#### [Exercise directions]
An exact copy of the listing is what is needed; please output it in full.

################

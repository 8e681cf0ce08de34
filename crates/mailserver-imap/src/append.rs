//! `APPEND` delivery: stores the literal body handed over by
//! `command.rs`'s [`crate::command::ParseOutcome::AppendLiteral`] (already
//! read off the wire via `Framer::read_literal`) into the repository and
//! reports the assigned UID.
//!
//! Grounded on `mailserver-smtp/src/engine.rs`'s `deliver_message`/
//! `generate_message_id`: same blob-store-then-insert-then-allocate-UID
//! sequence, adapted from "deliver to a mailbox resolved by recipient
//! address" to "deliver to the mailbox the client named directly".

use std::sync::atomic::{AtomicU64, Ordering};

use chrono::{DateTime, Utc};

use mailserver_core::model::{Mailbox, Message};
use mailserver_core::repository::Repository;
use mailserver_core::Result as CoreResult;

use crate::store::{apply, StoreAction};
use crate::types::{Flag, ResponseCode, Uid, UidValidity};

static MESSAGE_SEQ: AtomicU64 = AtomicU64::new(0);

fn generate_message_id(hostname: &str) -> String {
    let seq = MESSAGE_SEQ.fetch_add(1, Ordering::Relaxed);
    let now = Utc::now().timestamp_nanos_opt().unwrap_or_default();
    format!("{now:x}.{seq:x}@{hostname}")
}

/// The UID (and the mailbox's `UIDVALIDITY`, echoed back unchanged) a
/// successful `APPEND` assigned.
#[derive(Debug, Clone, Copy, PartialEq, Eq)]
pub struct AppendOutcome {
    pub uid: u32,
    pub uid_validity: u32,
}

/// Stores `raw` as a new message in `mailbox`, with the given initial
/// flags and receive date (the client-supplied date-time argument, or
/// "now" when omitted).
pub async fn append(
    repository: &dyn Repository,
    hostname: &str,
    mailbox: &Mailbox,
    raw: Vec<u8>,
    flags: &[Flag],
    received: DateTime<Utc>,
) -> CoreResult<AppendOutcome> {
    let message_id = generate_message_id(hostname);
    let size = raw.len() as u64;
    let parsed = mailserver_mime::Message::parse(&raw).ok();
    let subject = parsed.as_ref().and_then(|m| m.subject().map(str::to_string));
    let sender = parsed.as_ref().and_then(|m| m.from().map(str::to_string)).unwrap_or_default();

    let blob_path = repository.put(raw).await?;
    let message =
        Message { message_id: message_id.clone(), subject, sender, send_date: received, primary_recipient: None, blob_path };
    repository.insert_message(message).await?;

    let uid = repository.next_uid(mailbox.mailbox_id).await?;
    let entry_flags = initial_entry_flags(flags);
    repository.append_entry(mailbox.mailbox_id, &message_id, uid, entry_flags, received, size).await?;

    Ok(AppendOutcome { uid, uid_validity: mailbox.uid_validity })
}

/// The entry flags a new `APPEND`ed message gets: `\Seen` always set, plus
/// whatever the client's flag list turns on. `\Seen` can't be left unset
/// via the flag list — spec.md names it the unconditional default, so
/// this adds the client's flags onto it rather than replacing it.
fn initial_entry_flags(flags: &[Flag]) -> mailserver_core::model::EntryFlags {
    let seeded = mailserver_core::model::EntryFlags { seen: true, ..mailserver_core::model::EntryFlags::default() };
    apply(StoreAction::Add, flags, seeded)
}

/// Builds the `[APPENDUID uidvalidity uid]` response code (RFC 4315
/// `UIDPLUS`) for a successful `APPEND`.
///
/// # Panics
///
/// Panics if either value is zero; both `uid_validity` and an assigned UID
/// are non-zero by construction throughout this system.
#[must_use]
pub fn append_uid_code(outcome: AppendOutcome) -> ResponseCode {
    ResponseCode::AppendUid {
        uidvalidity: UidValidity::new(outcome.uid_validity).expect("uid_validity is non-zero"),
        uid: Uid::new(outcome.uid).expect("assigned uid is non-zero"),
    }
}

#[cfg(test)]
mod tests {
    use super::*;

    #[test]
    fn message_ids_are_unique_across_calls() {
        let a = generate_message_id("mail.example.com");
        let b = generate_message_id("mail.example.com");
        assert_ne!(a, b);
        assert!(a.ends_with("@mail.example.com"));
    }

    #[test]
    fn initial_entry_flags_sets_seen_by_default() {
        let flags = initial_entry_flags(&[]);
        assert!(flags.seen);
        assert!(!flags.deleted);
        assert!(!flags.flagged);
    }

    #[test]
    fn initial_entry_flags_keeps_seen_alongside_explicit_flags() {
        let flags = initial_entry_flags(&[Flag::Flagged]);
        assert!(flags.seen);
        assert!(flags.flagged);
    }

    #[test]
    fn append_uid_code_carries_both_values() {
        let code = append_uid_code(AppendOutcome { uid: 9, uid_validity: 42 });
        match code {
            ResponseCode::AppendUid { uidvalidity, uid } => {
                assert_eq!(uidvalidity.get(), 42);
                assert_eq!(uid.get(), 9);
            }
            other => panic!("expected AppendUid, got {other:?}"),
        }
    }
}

################

#### [Your response]
repository 8e681cf0ce08de34
filename crates/mailserver-imap/src/append.rs
//! `APPEND` delivery: stores the literal body handed over by
//! `command.rs`'s [`crate::command::ParseOutcome::AppendLiteral`] (already
//! read off the wire via `Framer::read_literal`) into the repository and
//! reports the assigned UID.
//!
//! Grounded on `mailserver-smtp/src/engine.rs`'s `deliver_message`/
//! `generate_message_id`: same blob-store-then-insert-then-allocate-UID
//! sequence, adapted from "deliver to a mailbox resolved by recipient
//! address" to "deliver to the mailbox the client named directly".

use std::sync::atomic::{AtomicU64, Ordering};

use chrono::{DateTime, Utc};

use mailserver_core::model::{Mailbox, Message};
use mailserver_core::repository::Repository;
use mailserver_core::Result as CoreResult;

use crate::store::{apply, StoreAction};
use crate::types::{Flag, ResponseCode, Uid, UidValidity};

static MESSAGE_SEQ: AtomicU64 = AtomicU64::new(0);

fn generate_message_id(hostname: &str) -> String {
    let seq = MESSAGE_SEQ.fetch_add(1, Ordering::Relaxed);
    let now = Utc::now().timestamp_nanos_opt().unwrap_or_default();
    format!("{now:x}.{seq:x}@{hostname}")
}

/// The UID (and the mailbox's `UIDVALIDITY`, echoed back unchanged) a
/// successful `APPEND` assigned.
#[derive(Debug, Clone, Copy, PartialEq, Eq)]
pub struct AppendOutcome {
    pub uid: u32,
    pub uid_validity: u32,
}

/// Stores `raw` as a new message in `mailbox`, with the given initial
/// flags and receive date (the client-supplied date-time argument, or
/// "now" when omitted).
pub async fn append(
    repository: &dyn Repository,
    hostname: &str,
    mailbox: &Mailbox,
    raw: Vec<u8>,
    flags: &[Flag],
    received: DateTime<Utc>,
) -> CoreResult<AppendOutcome> {
    let message_id = generate_message_id(hostname);
    let size = raw.len() as u64;
    let parsed = mailserver_mime::Message::parse(&raw).ok();
    let subject = parsed.as_ref().and_then(|m| m.subject().map(str::to_string));
    let sender = parsed.as_ref().and_then(|m| m.from().map(str::to_string)).unwrap_or_default();

    let blob_path = repository.put(raw).await?;
    let message =
        Message { message_id: message_id.clone(), subject, sender, send_date: received, primary_recipient: None, blob_path };
    repository.insert_message(message).await?;

    let uid = repository.next_uid(mailbox.mailbox_id).await?;
    let entry_flags = initial_entry_flags(flags);
    repository.append_entry(mailbox.mailbox_id, &message_id, uid, entry_flags, received, size).await?;

    Ok(AppendOutcome { uid, uid_validity: mailbox.uid_validity })
}

/// The entry flags a new `APPEND`ed message gets: `\Seen` always set, plus
/// whatever the client's flag list turns on. `\Seen` can't be left unset
/// via the flag list — spec.md names it the unconditional default, so
/// this adds the client's flags onto it rather than replacing it.
fn initial_entry_flags(flags: &[Flag]) -> mailserver_core::model::EntryFlags {
    let seeded = mailserver_core::model::EntryFlags { seen: true, ..mailserver_core::model::EntryFlags::default() };
    apply(StoreAction::Add, flags, seeded)
}

/// Builds the `[APPENDUID uidvalidity uid]` response code (RFC 4315
/// `UIDPLUS`) for a successful `APPEND`.
///
/// # Panics
///
/// Panics if either value is zero; both `uid_validity` and an assigned UID
/// are non-zero by construction throughout this system.
#[must_use]
pub fn append_uid_code(outcome: AppendOutcome) -> ResponseCode {
    ResponseCode::AppendUid {
        uidvalidity: UidValidity::new(outcome.uid_validity).expect("uid_validity is non-zero"),
        uid: Uid::new(outcome.uid).expect("assigned uid is non-zero"),
    }
}

#[cfg(test)]
mod tests {
    use super::*;

    #[test]
    fn message_ids_are_unique_across_calls() {
        let a = generate_message_id("mail.example.com");
        let b = generate_message_id("mail.example.com");
        assert_ne!(a, b);
        assert!(a.ends_with("@mail.example.com"));
    }

    #[test]
    fn initial_entry_flags_sets_seen_by_default() {
        let flags = initial_entry_flags(&[]);
        assert!(flags.seen);
        assert!(!flags.deleted);
        assert!(!flags.flagged);
    }

    #[test]
    fn initial_entry_flags_keeps_seen_alongside_explicit_flags() {
        let flags = initial_entry_flags(&[Flag::Flagged]);
        assert!(flags.seen);
        assert!(flags.flagged);
    }

    #[test]
    fn append_uid_code_carries_both_values() {
        let code = append_uid_code(AppendOutcome { uid: 9, uid_validity: 42 });
        match code {
            ResponseCode::AppendUid { uidvalidity, uid } => {
                assert_eq!(uidvalidity.get(), 42);
                assert_eq!(uid.get(), 9);
            }
            other => panic!("expected AppendUid, got {other:?}"),
        }
    }
}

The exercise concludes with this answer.